A valid agreement is based on offer and acceptance which can exist between two or more parties. Nevertheless, it may be necessary to look at the whole of the relationship, including the communication between the parties, together with their conduct, to determine whether there has been a valid agreement.[1]

Offer:

Offer here is considered as an expression of their willingness to be legally bound by the stated terms.[2] In the case of Australian Woollen Mills Pty. Ltd. v. The Commonwealth[3], is considered as a leading case regarding to what constitutes as a legally binding offer. There are three elements for an offer to be legally binding. Include:

1. Statement made to another person that it must be made to another legal entity.

2. Offeror indicates that a preparedness to be legally binding to where offeror must be prepared to be legally bound if the offer is accepted by the offeree.

3. Such statement made by the offeror must contain in stated terms, including any kinds of formal document, verbal statements, emails and any other means of communication.

However there are some circumstances where such offer won’t constitute as a legally binding offer. This is especially the case where some features akin to a valid offer, however in reality, it is something less.

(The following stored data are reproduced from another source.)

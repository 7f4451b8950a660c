use std::fs::{self, File};
use std::io::{self, Read};
use std::path::Path;
use tracing::error;

/// Read size used when streaming a whole file through the hasher.
pub const FULL_HASH_BLOCK_SIZE: usize = 8 * 1024;

/// Cheap candidate-duplicate fingerprint: BLAKE3 over the first `chunk_size_bytes`
/// of the file followed by the decimal file size.
///
/// Returns `None` when the file cannot be read; such files stay in the catalog
/// but never take part in duplicate grouping.
pub fn partial_hash(path: &Path, chunk_size_bytes: u64) -> Option<String> {
    match hash_prefix(path, chunk_size_bytes) {
        Ok(hash) => Some(hash),
        Err(e) => {
            error!("Error hashing file '{}': {}", path.display(), e);
            None
        }
    }
}

/// BLAKE3 over the entire file, streamed in 8 KiB blocks. Used for copy verification.
pub fn full_hash(path: &Path) -> Option<String> {
    match hash_stream(path) {
        Ok(hash) => Some(hash),
        Err(e) => {
            error!("Error hashing file '{}': {}", path.display(), e);
            None
        }
    }
}

/// True iff both files hash successfully and the digests are equal.
pub fn verify_copy(source: &Path, target: &Path) -> bool {
    match (full_hash(source), full_hash(target)) {
        (Some(a), Some(b)) => a == b,
        _ => false,
    }
}

fn hash_prefix(path: &Path, chunk_size_bytes: u64) -> io::Result<String> {
    let f = File::open(path)?;
    let mut buffer = Vec::new();
    f.take(chunk_size_bytes).read_to_end(&mut buffer)?;
    let file_size = fs::metadata(path)?.len();

    let mut hasher = blake3::Hasher::new();
    hasher.update(&buffer);
    hasher.update(file_size.to_string().as_bytes());
    Ok(hasher.finalize().to_hex().to_string())
}

fn hash_stream(path: &Path) -> io::Result<String> {
    let mut f = File::open(path)?;
    let mut hasher = blake3::Hasher::new();
    let mut buffer = [0u8; FULL_HASH_BLOCK_SIZE];
    loop {
        let bytes_read = f.read(&mut buffer)?;
        if bytes_read == 0 {
            break;
        }
        hasher.update(&buffer[..bytes_read]);
    }
    Ok(hasher.finalize().to_hex().to_string())
}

Mere puff for example, to where the claims are made for advertising purposes won’t be considered as a legally binding offer. Such offer would ‘mean nothing’ in the eyes of law. There are a few reasons behind this. Such offer may be offered to public at large that the offer is not made to any person in particular.[4] Also offers made through internet is another offer made to the public at large.[5] Mere supplying of information is another example that won’t be considered as a valid offer either. Usually enquiries are made to other parties for such information to be exchanged. Therefore it is difficult to determine whether the response is just a response or an actual agreement to formulate a contract. Invitation to treat wont’ also be considered as a valid offer. Invitation to treat is often considered as a technique used by a person who wants another person(s) to make an offer. Usually this is in the circumstances that both parties are still negotiating the terms of the contract. Therefore it falls short of a valid offer.